This afternoon I picked up Machen's What Is Faith? - mainly because of the smell. It's the original 1925 edition, with a bland, dark blue cover, browning pages and the smell of a musty 1940s office in some conservative church. Which is exactly where it sat--I inherited it from my grandfather who was a pastor from the 40s to the 80s.
The striking thing is not how outdated the book is, though, but how relevant. It is remarkable how well-worn some trends within evangelicalism are despite the appearance of innovation, creativity, and freshness.
For instance, Machen describes Modernism like this:
Obviously this temper of mind is hostile to precise definitions. Indeed nothing makes a man more unpopular in the controversies of the present day than an insistence upon definition of terms. Anything, it seems, may be forgiven more readily than that. Men discourse very eloquently today upon such subjects as God, religion, Christianity, atonement, redemption, faith; but are greatly incensed when they are asked to tell in simple language what they mean by these terms (13-14).

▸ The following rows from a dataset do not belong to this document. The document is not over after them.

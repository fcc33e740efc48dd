//! Dataset loading with progress

use crate::progress::ProgressReporter;
use anyhow::{Context, Result};
use replydrift_engine::{load_file, InMemoryStore, LoadStats};
use std::path::PathBuf;

/// Load every dataset file into one store
///
/// Files are read in the given order; a post id seen in an earlier file wins.
pub fn load_datasets(
    files: &[PathBuf],
    reporter: &ProgressReporter,
) -> Result<(InMemoryStore, LoadStats)> {
    let mut store = InMemoryStore::new();
    let mut total = LoadStats::default();
    reporter.init_files(files.len() as u64);

    for path in files {
        let stats = load_file(path, &mut store)
            .with_context(|| format!("Failed to load dataset {}", path.display()))?;
        reporter.file_completed(&path.display().to_string(), stats.loaded);
        total.merge(stats);
    }

    log::info!(
        "Loaded {} posts from {} files ({} skipped, {} duplicates)",
        total.loaded,
        files.len(),
        total.skipped,
        total.duplicates
    );
    Ok((store, total))
}

#[cfg(test)]
mod tests {
    use super::*;
    use std::fs;
    use tempfile::TempDir;

    const TWEET: &str = r#"{"id": 1, "text": "hello", "timestamp_ms": "1614600000000", "user": {"id": 7}}"#;

    #[test]
    fn test_loads_all_files() {
        let dir = TempDir::new().unwrap();
        let first = dir.path().join("a.jsonl");
        let second = dir.path().join("b.jsonl");
        fs::write(&first, format!("{TWEET}\n\n")).unwrap();
        fs::write(&second, format!("{TWEET}\n{{\"delete\": {{}}}}\n")).unwrap();

        let (store, stats) =
            load_datasets(&[first, second], &ProgressReporter::new(true)).unwrap();
        assert_eq!(store.len(), 1);
        assert_eq!(stats.loaded, 1);
        assert_eq!(stats.duplicates, 1);
        assert_eq!(stats.skipped, 2);
    }

    #[test]
    fn test_malformed_line_names_the_file() {
        let dir = TempDir::new().unwrap();
        let path = dir.path().join("broken.jsonl");
        fs::write(&path, "{not json\n").unwrap();

        let err = load_datasets(&[path], &ProgressReporter::new(true)).unwrap_err();
        let chain = format!("{err:#}");
        assert!(chain.contains("broken.jsonl"));
        assert!(chain.contains(":1:"));
    }
}
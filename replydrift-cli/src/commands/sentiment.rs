//! Sentiment command implementation

use super::common::AnalysisArgs;
use anyhow::Result;
use clap::Args;

/// Arguments for the sentiment command
#[derive(Debug, Args)]
pub struct SentimentArgs {
    #[command(flatten)]
    pub common: AnalysisArgs,
}

impl SentimentArgs {
    /// Execute the sentiment command
    pub fn execute(&self) -> Result<()> {
        let session = self.common.open_session()?;
        log::info!("Computing pooled sentiment drift ({})", session.filter);

        let report = session
            .analyzer
            .sentiment_by_account(&self.common.accounts, session.filter)?;
        session.finish();

        let mut formatter = self.common.formatter(&session.config)?;
        formatter.account_sentiment(&report)?;
        formatter.finish()
    }
}
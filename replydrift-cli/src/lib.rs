//! Replydrift CLI library
//!
//! This library provides the command-line interface for the replydrift
//! conversation sentiment analysis.

pub mod commands;
pub mod config;
pub mod error;
pub mod input;
pub mod output;
pub mod progress;

pub use error::{CliError, CliResult};
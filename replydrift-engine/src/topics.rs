//! Topic selection and per-topic sentiment reports

use crate::aggregator::SentimentAggregator;
use crate::error::Result;
use crate::sentiment::SentimentScorer;
use crate::store::DocumentStore;
use replydrift_core::{ConversationTree, DeltaSamples, Histogram};
use serde::Serialize;
use std::borrow::Borrow;

/// Case-insensitive keyword matcher for root post text
///
/// A keyword matches anywhere inside the text, so a stem like `spac` matches
/// both `space` and `spacious`.
#[derive(Debug, Clone, PartialEq, Eq)]
pub struct TopicMatcher {
    keywords: Vec<String>,
}

impl TopicMatcher {
    /// Matcher for `keywords`; blank keywords are dropped
    pub fn new<I, S>(keywords: I) -> Self
    where
        I: IntoIterator<Item = S>,
        S: AsRef<str>,
    {
        Self {
            keywords: keywords
                .into_iter()
                .map(|k| k.as_ref().trim().to_lowercase())
                .filter(|k| !k.is_empty())
                .collect(),
        }
    }

    /// Normalized keywords
    pub fn keywords(&self) -> &[String] {
        &self.keywords
    }

    /// Whether any keyword occurs in `text`
    pub fn matches(&self, text: &str) -> bool {
        let text = text.to_lowercase();
        self.keywords.iter().any(|keyword| text.contains(keyword.as_str()))
    }

    /// Trees whose root post matches
    pub fn select<'t, S, T>(&self, store: &S, trees: &'t [T]) -> Result<Vec<&'t ConversationTree>>
    where
        S: DocumentStore + ?Sized,
        T: Borrow<ConversationTree>,
    {
        let mut selected = Vec::new();
        for tree in trees {
            let tree: &'t ConversationTree = tree.borrow();
            let root = store.fetch(tree.root().id())?;
            if self.matches(&root.text) {
                selected.push(tree);
            }
        }
        Ok(selected)
    }
}

/// Sentiment drift within one topic
#[derive(Debug, Clone, PartialEq, Serialize)]
pub struct TopicReport {
    /// Topic name
    pub topic: String,
    /// Keywords the topic was matched with
    pub keywords: Vec<String>,
    /// Conversations whose root matched
    pub tree_count: usize,
    /// Leaves that contributed a delta
    pub leaf_count: u64,
    /// Pooled mean of `leaf - root`; `None` when no leaf contributed
    pub mean_delta: Option<f64>,
    /// Mean root score; `None` when no tree matched
    pub mean_root: Option<f64>,
    /// Distribution of the deltas
    pub histogram: Histogram,
    /// Raw deltas and root scores, when requested
    #[serde(skip_serializing_if = "Option::is_none")]
    pub samples: Option<DeltaSamples>,
}

/// Build the report for trees matched by `matcher`
///
/// Unlike bucket averages, a topic without leaves is not an error: the
/// report simply carries no mean.
pub fn topic_report<S, C, T>(
    aggregator: &SentimentAggregator<'_, S, C>,
    topic: &str,
    matcher: &TopicMatcher,
    trees: &[T],
    bins: usize,
    include_samples: bool,
) -> Result<TopicReport>
where
    S: DocumentStore,
    C: SentimentScorer,
    T: Borrow<ConversationTree>,
{
    let selected = matcher.select(aggregator.store(), trees)?;
    log::debug!("Topic {topic}: {} of {} trees", selected.len(), trees.len());

    let samples = aggregator.collect_deltas(&selected)?;
    let histogram = Histogram::from_samples(&samples.deltas, bins)?;

    Ok(TopicReport {
        topic: topic.to_string(),
        keywords: matcher.keywords().to_vec(),
        tree_count: selected.len(),
        leaf_count: samples.deltas.len() as u64,
        mean_delta: samples.mean_delta().ok(),
        mean_root: samples.mean_root().ok(),
        histogram,
        samples: include_samples.then_some(samples),
    })
}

It is remarkable that the next snippet is describing not the postmodern but the modern mind. I've been taught that, with standout exceptions like Schleiermacher, this was most emphatically not what Modernism was, but here's a testimony from someone who lived and breathed it, having tasted it in both America and Germany (Marburg, no less!):
The depreciation of the intellect, with the exaltation in the place of it of the feelings or of the will, is, we think, a basic fact in modern life, which is rapidly leading to a condition in which men neither know anything nor care anything about the doctrinal content of the Christian religion . . . (23)

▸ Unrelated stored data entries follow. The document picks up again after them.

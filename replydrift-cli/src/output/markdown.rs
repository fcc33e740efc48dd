//! Markdown output formatter

use super::{signed, BucketTable, ReportFormatter, TopicTable};
use anyhow::Result;
use replydrift_engine::{AccountLength, AccountSentiment};
use std::io::Write;

/// Markdown formatter - outputs reports as markdown tables
pub struct MarkdownFormatter<W: Write> {
    writer: W,
    precision: usize,
    row_count: usize,
}

impl<W: Write> MarkdownFormatter<W> {
    /// Create a new markdown formatter
    pub fn new(writer: W, precision: usize) -> Self {
        Self {
            writer,
            precision,
            row_count: 0,
        }
    }

    fn header(&mut self, title: &str, columns: &[&str]) -> Result<()> {
        writeln!(self.writer, "## {title}")?;
        writeln!(self.writer)?;
        writeln!(self.writer, "| {} |", columns.join(" | "))?;
        writeln!(
            self.writer,
            "|{}|",
            columns.iter().map(|_| "---").collect::<Vec<_>>().join("|")
        )?;
        Ok(())
    }

    fn row(&mut self, cells: &[String]) -> Result<()> {
        self.row_count += 1;
        writeln!(self.writer, "| {} |", cells.join(" | "))?;
        Ok(())
    }
}

impl<W: Write + Send + Sync> ReportFormatter for MarkdownFormatter<W> {
    fn account_sentiment(&mut self, rows: &[AccountSentiment]) -> Result<()> {
        self.header(
            "Sentiment drift by account",
            &["Account", "Id", "Trees", "Leaves", "Average"],
        )?;
        for row in rows {
            self.row(&[
                row.account.name.clone(),
                row.account.id.to_string(),
                row.trees.to_string(),
                row.leaves.to_string(),
                signed(row.average, self.precision),
            ])?;
        }
        writeln!(self.writer)?;
        Ok(())
    }

    fn account_lengths(&mut self, rows: &[AccountLength]) -> Result<()> {
        self.header(
            "Conversation length by account",
            &["Account", "Id", "Trees", "Posts", "Mean length"],
        )?;
        for row in rows {
            let mean = row
                .mean_length
                .map(|m| format!("{m:.prec$}", prec = self.precision))
                .unwrap_or_else(|| "-".to_string());
            self.row(&[
                row.account.name.clone(),
                row.account.id.to_string(),
                row.trees.to_string(),
                row.posts.to_string(),
                mean,
            ])?;
        }
        writeln!(self.writer)?;
        Ok(())
    }

    fn buckets(&mut self, table: &BucketTable) -> Result<()> {
        let title = format!(
            "{} {} by {}",
            table.account.name, table.measure, table.grouping
        );
        if table.measure == "posts" {
            self.header(&title, &["Bucket", "Posts"])?;
            for row in &table.rows {
                self.row(&[row.label.clone(), row.posts.unwrap_or(0).to_string()])?;
            }
        } else {
            self.header(&title, &["Bucket", "Trees", "Average"])?;
            for row in &table.rows {
                self.row(&[
                    row.label.clone(),
                    row.trees.unwrap_or(0).to_string(),
                    signed(row.average, self.precision),
                ])?;
            }
        }
        writeln!(self.writer)?;
        Ok(())
    }

    fn topics(&mut self, table: &TopicTable) -> Result<()> {
        let title = format!("{} topics", table.account.name);
        self.header(
            &title,
            &["Topic", "Trees", "Leaves", "Mean root", "Mean delta"],
        )?;
        for topic in &table.topics {
            self.row(&[
                topic.topic.clone(),
                topic.tree_count.to_string(),
                topic.leaf_count.to_string(),
                signed(topic.mean_root, self.precision),
                signed(topic.mean_delta, self.precision),
            ])?;
        }
        writeln!(self.writer)?;
        Ok(())
    }

    fn finish(&mut self) -> Result<()> {
        writeln!(self.writer, "---")?;
        writeln!(self.writer, "*Total rows: {}*", self.row_count)?;
        self.writer.flush()?;
        Ok(())
    }
}
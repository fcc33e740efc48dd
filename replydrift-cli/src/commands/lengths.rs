//! Lengths command implementation

use super::common::AnalysisArgs;
use anyhow::Result;
use clap::Args;

/// Arguments for the lengths command
#[derive(Debug, Args)]
pub struct LengthsArgs {
    #[command(flatten)]
    pub common: AnalysisArgs,
}

impl LengthsArgs {
    /// Execute the lengths command
    pub fn execute(&self) -> Result<()> {
        let session = self.common.open_session()?;

        let report = session
            .analyzer
            .conversation_length_by_account(&self.common.accounts, session.filter)?;
        session.finish();

        let mut formatter = self.common.formatter(&session.config)?;
        formatter.account_lengths(&report)?;
        formatter.finish()
    }
}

Or how about this one, remarkably similar to what we hear in today's pluralistic age:
Theology, it is said, is merely the necessarily changing expression of a unitary experience; doctrine can never be permanent, but is simply the clothing of religious experience in the forms of thought suitable to any particular generation. (28)
And finally, on the ecumenical ethos of the day that hates controversy and avoids it at all cost - the last sentence is the quote of the week for me:
Loyalty to church organizations was being substituted for loyalty to Christ; Church leaders who never even mentioned the centre of the gospel in their preaching were in undisputed charge of the resources of the Church; at board meetings or in the councils of the Church, it was considered bad form even to mention, at least in any definite and intelligible way, the Cross of Christ. A polite paganism, in other words, with reliance upon human resources, was being quietly and peacefully substituted for the heroism of devotion to the gospel. (40-41)
I conclude: postmodernism must be studied and understood by today's church leaders. But it must not be overemphasized. Fallen humanity probably errs in predictable historical cycles. Machen can help us here. In reading him, I not only understand his time better, I understand my time better.